The characters in books and film would not be interesting if every decision they made was informed by the voice of an omniscient narrator. What they chose to do in light of their limited knowledge creates tension and moves the stories along. The same is true in role playing games. Usually this requires backchanneling between players or between individual players and the GM. That’s probably the biggest impediment for most players, but the possibilities it opens are fun and fascinating.

What did we see at the back of the cave? No one can agree. Did the rogue know the door was trapped? Of course not…right? Did the “traveling book merchant” just cast Knock? What is so unusual about the old ship? I didn’t see anything. Did you learn anything new from the Mayor? No?

Where is this story going? We’ll have to find out.

I want to discover

Knowing ahead of time—whether it’s knowing a creature's weakness, knowing who the BBEG is, or knowing the world map—turns TTRPGs from the co-creation of a unique story into something more like the NES Super Mario Bros game. If I just push the buttons in the right order with the right timing I can beat the game (which I never did, I’m horrible at that game).

Take Curse of Strahd…please.

Introduce as many side quests as you want, that adventure could go one of only a handful of ways:

  1. The characters defeat Strahd after uncovering the necessary secrets and relics

  2. The characters leave Ravenloft without defeating Strahd (if the DM lets them)

  3. TPK!

  4. The players disband before finishing the adventure

Ravenloft is a huge world, but playing Curse of Strahd is—for me—railroading. Can it still be fun to play Curse of Strahd? Yes. Scenario #4 would only be fun while it lasted, but even the TPK can be fun. Failure can be fun.

But scenario #1 in Curse of Strahd is the desired and expected outcome. Players achieve it by staying alive long enough to roll enough successes and damage on the dice. By pushing the Curse of Strahd buttons in the right order with the right timing.

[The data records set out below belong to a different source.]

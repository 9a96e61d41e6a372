// src/filesystem/path.rs

//! Path comparison and sanitization utilities
//!
//! Ownership decisions in the inventory are made by comparing directories
//! lexically: `/opt/foo` owns `/opt/foo/bin` but not `/opt/foobar`. On
//! Windows the comparison is case-insensitive, as the filesystem is.
//!
//! Paths coming from package manifests are untrusted and go through
//! [`sanitize_path`] / [`safe_join`] before anything is written.

use crate::error::{Error, Result};
use std::path::{Component, Path, PathBuf};

/// Sanitize a path from an untrusted source
///
/// This function:
/// 1. Rejects paths containing `..` (parent directory) components
/// 2. Skips `.` (current directory) components
/// 3. Strips leading slashes to make the path relative
/// 4. Returns an error for empty paths
///
/// # Examples
///
/// ```
/// use conary_inventory::filesystem::path::sanitize_path;
/// use std::path::PathBuf;
///
/// assert_eq!(sanitize_path("/.conary/uninstall.sh").unwrap(), PathBuf::from(".conary/uninstall.sh"));
/// assert!(sanitize_path("../etc/passwd").is_err());
/// ```
pub fn sanitize_path(path: impl AsRef<Path>) -> Result<PathBuf> {
    let path = path.as_ref();
    let path_str = path.to_string_lossy();

    // Manifests written on Windows use backslashes
    let unified = path_str.replace('\\', "/");
    let relative = unified.trim_start_matches('/');

    let mut normalized = PathBuf::new();

    for component in Path::new(relative).components() {
        match component {
            Component::Normal(c) => normalized.push(c),
            Component::CurDir => {}
            Component::ParentDir => {
                return Err(Error::PathTraversal(path_str.to_string()));
            }
            Component::Prefix(_) | Component::RootDir => {}
        }
    }

    if normalized.as_os_str().is_empty() {
        return Err(Error::InvalidPath("Empty path after sanitization".to_string()));
    }

    Ok(normalized)
}

/// Safely join a root path with an untrusted path
///
/// The path is sanitized first; if both sides exist on disk, the
/// canonical result must still be under the canonical root.
pub fn safe_join(root: impl AsRef<Path>, path: impl AsRef<Path>) -> Result<PathBuf> {
    let root = root.as_ref();
    let sanitized = sanitize_path(path.as_ref())?;
    let joined = root.join(&sanitized);

    if let (Ok(canonical_root), Ok(canonical_joined)) =
        (root.canonicalize(), joined.canonicalize())
        && !canonical_joined.starts_with(&canonical_root)
    {
        return Err(Error::PathTraversal(format!(
            "Path {} escapes root {}",
            joined.display(),
            root.display()
        )));
    }

    Ok(joined)
}

/// Lexical components of a path in comparable form
fn comparable(path: &Path) -> Vec<String> {
    let mut parts: Vec<String> = Vec::new();
    for component in path.components() {
        match component {
            Component::CurDir => {}
            Component::ParentDir => {
                parts.pop();
            }
            other => {
                let s = other.as_os_str().to_string_lossy();
                if cfg!(windows) {
                    parts.push(s.to_lowercase());
                } else {
                    parts.push(s.into_owned());
                }
            }
        }
    }
    parts
}

/// Lexically normalize a path: drop `.` components, resolve `..`
/// and trailing separators
pub fn normalize_path(path: impl AsRef<Path>) -> PathBuf {
    let mut out = PathBuf::new();
    for component in path.as_ref().components() {
        match component {
            Component::CurDir => {}
            Component::ParentDir => {
                out.pop();
            }
            other => out.push(other.as_os_str()),
        }
    }
    out
}

/// Whether two paths name the same location
pub fn path_equals(a: impl AsRef<Path>, b: impl AsRef<Path>) -> bool {
    let a = comparable(a.as_ref());
    !a.is_empty() && a == comparable(b.as_ref())
}

/// Whether `child` is strictly below `parent`
pub fn is_under(child: impl AsRef<Path>, parent: impl AsRef<Path>) -> bool {
    let child = comparable(child.as_ref());
    let parent = comparable(parent.as_ref());
    !parent.is_empty() && child.len() > parent.len() && child.starts_with(&parent)
}

/// Whether `child` is `parent` or below it
pub fn is_under_or_equals(child: impl AsRef<Path>, parent: impl AsRef<Path>) -> bool {
    let child = comparable(child.as_ref());
    let parent = comparable(parent.as_ref());
    !parent.is_empty() && child.len() >= parent.len() && child.starts_with(&parent)
}

/// Number of lexical components, used to prefer the most specific owner
pub fn depth(path: impl AsRef<Path>) -> usize {
    comparable(path.as_ref()).len()
}

/// Turn a display title into a single valid path segment
///
/// Characters that are invalid in file names on any supported platform
/// (and control characters) are replaced with `replacement`. Leading and
/// trailing dots and spaces are trimmed; an empty result becomes `_`.
pub fn make_valid_filename(name: &str, replacement: char) -> String {
    const INVALID: &[char] = &['<', '>', ':', '"', '/', '\\', '|', '?', '*'];

    let replaced: String = name
        .chars()
        .map(|c| {
            if INVALID.contains(&c) || c.is_control() {
                replacement
            } else {
                c
            }
        })
        .collect();

    let trimmed = replaced.trim_matches(|c: char| c == '.' || c == ' ');
    if trimmed.is_empty() {
        "_".to_string()
    } else {
        trimmed.to_string()
    }
}

/// Find a path that does not exist yet, starting with `start` and
/// appending `_2`, `_3`, ... until a free name is found
pub fn find_non_existing_path(start: impl AsRef<Path>) -> PathBuf {
    let start = start.as_ref();
    if !start.exists() {
        return start.to_path_buf();
    }

    let base = start.as_os_str().to_string_lossy().into_owned();
    let mut n = 2u32;
    loop {
        let candidate = PathBuf::from(format!("{}_{}", base, n));
        if !candidate.exists() {
            return candidate;
        }
        n += 1;
    }
}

That’s why I’m not really interested in seeing if I can beat Strahd.

For some players, knowing there is a BBEG—and maybe even knowing who it is from early on, in the case of Strahd—is part of what makes the game fun. It represents a recognizable goal with real stakes (in the context of the fiction). It’s inherently epic and maybe heroic. It's a moment when the credits will role.

This departure from real life—where there is no BBEG, no end credits, no heroic struggle—is why some players find TTRPGs fun. And I wouldn’t want to make the game less fun for them.

I want to do it together

Being a GM is hard and I know this can be frustrating. I once spent a good portion of a session exploring a boat and pestering passengers when, it turns out, the trip was intended to be simple transport and world building. Everyone at the table including the GM said it didn’t bother them…in my memory it took up almost the entire session. Anyway, the jokes and the tension of players going off into the weeds in a session or “ruining” a campaign are real.

There’s always a give and take between GMs and players and I don’t know that I can put my finger on the exact difference between the emergent storytelling of a Game Playing GM working together with players to create a new story and a GM tricking players into thinking a meticulously planned narrative is their idea.

Except to say that the reason that I don’t want to know—and that I want to suggest that you should try too—is that playing pretend with friends is fun when we’re equals, when we all share the spotlight, when all our needs are met, when we collectively unfurl the banner of a story that no one knows the end of.

We’re discovering the story as we play because it could only come from all of us.